If you only
want the search to stop once the least cost path to the destination
has been found
, Dijkstra's algorithm can already do that efficiently. You can have the algorithm to return once the target node's status is changed from "grey" to "final". Quoting wikipedia
If we are only interested in a shortest path between vertices source
and target, we can terminate the search at line 13 if u = target.
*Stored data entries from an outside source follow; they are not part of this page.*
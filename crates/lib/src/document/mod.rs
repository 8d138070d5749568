//! Documents: one settings tree and its interface mode registry.
//!
//! A [`Document`] is the unit of ownership for the engine. It holds:
//!
//! - the settings tree of one math object (the root node and everything below it),
//! - the [`ModeRegistry`] for that tree, created and dropped with the document,
//! - a shared [`DefaultTable`].
//!
//! # Reads and writes
//!
//! Reads descend from the root by [`NodePath`]. Writes go the other way: the new
//! slice for a node is normalized, then handed to an update callback supplied by its
//! parent. The parent merges it into its own settings, normalizes itself, and calls
//! the callback its own parent supplied, until the root callback replaces the tree.
//! The root replacement is the only mutation of the document's settings.
//!
//! Edits never fail because of bad values; those are repaired. Errors are returned
//! only for paths that do not exist and for slices of the wrong kind.

use std::sync::Arc;

use tracing::debug;
use uuid::Uuid;

use crate::{
    Result,
    containers::{Container, NodeContext},
    defaults::DefaultTable,
    mode::ModeRegistry,
    path::{ContainerPath, NodePath, Step},
    tree::{TreeError, normalize_deep, normalize_local},
    types::{MathInput, MathObjectKind, Mode, Settings},
};

mod builder;
mod transition;

pub use builder::DocumentBuilder;


/// Receives the repaired settings of a node and writes them into its parent.
type Update<'u> = &'u mut dyn FnMut(Settings) -> Result<()>;

/// One math object's settings tree plus its interface modes.
#[derive(Debug, Clone)]
pub struct Document {
    id: Uuid,
    kind: MathObjectKind,
    root: ContainerPath,
    settings: Settings,
    modes: ModeRegistry,
    defaults: Arc<DefaultTable>,
}

impl Document {
    /// Starts configuring a document whose root is of `kind`.
    pub fn builder(kind: MathObjectKind) -> DocumentBuilder {
        DocumentBuilder::new(kind)
    }

    /// A document holding the default settings for `kind`.
    pub fn new(kind: MathObjectKind) -> Result<Self> {
        Self::builder(kind).build()
    }

    /// Opens an imported object, seeding the interface modes from its settings.
    pub fn from_input(input: MathInput) -> Result<Self> {
        Self::builder(input.kind())
            .settings(input.settings)
            .seed_modes(true)
            .build()
    }

    /// Restores a document from a settings snapshot.
    ///
    /// Snapshots carry no modes, so they are seeded from the settings as on import.
    /// A two-sided relation reopens in complex mode.
    pub fn from_json(json: &str) -> Result<Self> {
        let settings: Settings = serde_json::from_str(json)?;
        Self::builder(settings.kind())
            .settings(settings)
            .seed_modes(true)
            .build()
    }

    /// Serializes the settings tree. Interface modes are not included.
    pub fn to_json(&self) -> Result<String> {
        Ok(serde_json::to_string_pretty(&self.settings)?)
    }

    /// Unique id of this open document.
    pub fn id(&self) -> Uuid {
        self.id
    }

    /// Kind of the root node.
    pub fn kind(&self) -> MathObjectKind {
        self.kind
    }

    /// Container path of the root node.
    pub fn root_path(&self) -> &ContainerPath {
        &self.root
    }

    /// The whole settings tree.
    pub fn settings(&self) -> &Settings {
        &self.settings
    }

    /// The interface mode registry.
    pub fn modes(&self) -> &ModeRegistry {
        &self.modes
    }

    /// The default table.
    pub fn defaults(&self) -> &Arc<DefaultTable> {
        &self.defaults
    }

    /// The container path of the node at `path`.
    pub fn container_path(&self, path: &NodePath) -> ContainerPath {
        self.root.join(path)
    }

    /// The settings of the node at `path`.
    pub fn read(&self, path: &NodePath) -> Result<Settings> {
        Ok(self.settings.descend(path)?)
    }

    /// The interface mode of the node at `path`.
    pub fn get_mode(&self, path: &NodePath) -> Mode {
        self.modes.get_mode(self.container_path(path))
    }

    /// Registers a mode for the node at `path` without resetting its settings.
    ///
    /// The arity of an equation or inequality is not touched, so registering a mode
    /// on a relation can leave it with the other mode's number of sides. Use
    /// [`Document::switch_mode`] for relations and for the full transition.
    pub fn set_mode(&mut self, path: &NodePath, mode: Mode) {
        let container = self.container_path(path);
        self.modes.set_mode(container.as_str(), mode);
    }

    /// The canonical default for `kind` in `mode`.
    pub fn get_default(&self, kind: MathObjectKind, mode: Mode) -> Settings {
        self.defaults.get(kind, mode)
    }

    /// The context of the root node.
    fn root_context(&self) -> NodeContext<'_> {
        NodeContext::root(&self.defaults, &self.modes, self.root.clone(), self.kind)
    }

    /// The context of the node at `path`.
    pub fn context(&self, path: &NodePath) -> Result<NodeContext<'_>> {
        let mut ctx = self.root_context();
        let mut node = self.settings.clone();
        for step in path.steps() {
            let child = node.child(*step).ok_or_else(|| missing(path, *step, &node))?;
            ctx = ctx.child(*step, child.kind());
            node = child;
        }
        Ok(ctx)
    }

    /// Replaces the node at `path` with `slice`.
    ///
    /// The slice is fully normalized, then merged into each ancestor in turn; each
    /// ancestor re-normalizes its own fields before passing itself up.
    pub fn update(&mut self, path: &NodePath, slice: Settings) -> Result<()> {
        let kind = self.kind;
        let mut replaced = None;
        {
            let ctx = self.root_context();
            let mut commit = |root: Settings| -> Result<()> {
                if root.kind() != kind {
                    return Err(TreeError::KindMismatch {
                        path: NodePath::new().to_string(),
                        expected: kind,
                        found: root.kind(),
                    }
                    .into());
                }
                replaced = Some(root);
                Ok(())
            };
            propagate(
                &self.settings,
                &ctx,
                &NodePath::new(),
                path.steps(),
                slice,
                &mut commit,
            )?;
        }
        if let Some(root) = replaced {
            debug!(
                document = %self.id,
                path = %self.container_path(path),
                "Updated settings"
            );
            self.settings = root;
        }
        Ok(())
    }

    /// Applies a container edit to the node at `path`.
    ///
    /// `edit` receives the node's current settings and context and returns the new
    /// settings, which are then written with [`Document::update`].
    pub fn edit<C, F>(&mut self, path: &NodePath, edit: F) -> Result<()>
    where
        C: Container,
        F: FnOnce(&C, &NodeContext<'_>) -> C,
    {
        let next = {
            let ctx = self.context(path)?;
            let current = self.read(path)?;
            let shape = C::try_from(current).map_err(|found| TreeError::KindMismatch {
                path: path.to_string(),
                expected: C::KIND,
                found: found.kind(),
            })?;
            edit(&shape, &ctx)
        };
        self.update(path, next.into())
    }

    /// Sets the count of the collection at `path`.
    ///
    /// Coefficient collections, term combinations and expressions have a count.
    /// Locked counts ignore the edit.
    pub fn set_count(&mut self, path: &NodePath, count: usize) -> Result<()> {
        let next = {
            let ctx = self.context(path)?;
            match self.read(path)? {
                Settings::Coefficients(c) => Settings::from(c.with_count(&ctx, count)),
                Settings::Terms(t) => t.with_count(&ctx, count).into(),
                Settings::Expression(e) => e.with_count(&ctx, count).into(),
                other => {
                    return Err(TreeError::NotCountable {
                        path: path.to_string(),
                        kind: other.kind(),
                    }
                    .into());
                }
            }
        };
        self.update(path, next)
    }

    /// Re-normalizes the whole tree, e.g. after modes were registered directly.
    pub fn repair(&mut self) {
        let repaired = normalize_deep(&self.settings, &self.root_context());
        self.settings = repaired;
    }
}

fn missing(path: &NodePath, step: Step, node: &Settings) -> crate::Error {
    TreeError::InvalidPath {
        path: path.to_string(),
        reason: format!("a {} node has no child {step}", node.kind()),
    }
    .into()
}

/// Descends along `steps`, replaces the node at the end with `slice`, and passes the
/// repaired node to `update`. Every level supplies the update callback of the level
/// below it.
fn propagate(
    node: &Settings,
    ctx: &NodeContext<'_>,
    at: &NodePath,
    steps: &[Step],
    slice: Settings,
    update: Update<'_>,
) -> Result<()> {
    let Some((step, rest)) = steps.split_first() else {
        let leaf = NodeContext {
            kind: slice.kind(),
            ..ctx.clone()
        };
        return update(normalize_deep(&slice, &leaf));
    };

    let child = node
        .child(*step)
        .ok_or_else(|| missing(&at.child(*step), *step, node))?;
    let child_ctx = ctx.child(*step, child.kind());
    let mut merge = |repaired: Settings| -> Result<()> {
        let merged = node
            .with_child(*step, repaired)
            .map_err(|err| err.under(at))?;
        update(normalize_local(&merged, ctx))
    };
    propagate(&child, &child_ctx, &at.child(*step), rest, slice, &mut merge)
}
1 function Dijkstra(Graph, source):
2 dist[source] := 0 // Distance from source to source
3 for each vertex v in Graph: // Initializations
4 if v ≠ source
5 dist[v] := infinity // Unknown distance function from source to v
6 previous[v] := undefined // Previous node in optimal path from source
7 end if
8 add v to Q // All nodes initially in Q
9 end for
10
11 while Q is not empty: // The main loop
12 u := vertex in Q with min dist[u] // Source node in first case
13 remove u from Q
14
15 for each neighbor v of u: // where v has not yet been removed from Q.
16 alt := dist[u] + length(u, v)
17 if alt < dist[v]: // A shorter path to v has been found
18 dist[v] := alt
19 previous[v] := u
20 end if
21 end for
22 end while
23 return dist[], previous[]
24 end function
A* solves a different aspect, and is only useful when you have a meaningful heuristic estimate of how close you are to the target node.
Also, if
The cost of going from one station to another is the same at every
link
,i.e. if path length is the number of links from origin to destination, then shortest path reduces to a depth first search. Using a DFS algorithm may be more efficient.
Additional Note:
In Dijkstra's algorithm, when a node is extracted from the top element u of the priority queue in line 12, its distance label is fixed, and it's impossible to find a smaller distance label than what u currently has. That is why u can be removed in line 13. You can prove this via techniques similar to mathematical induction. If other words, after u is removed from Q, it is not possible for Dijkstra to find a shorter path.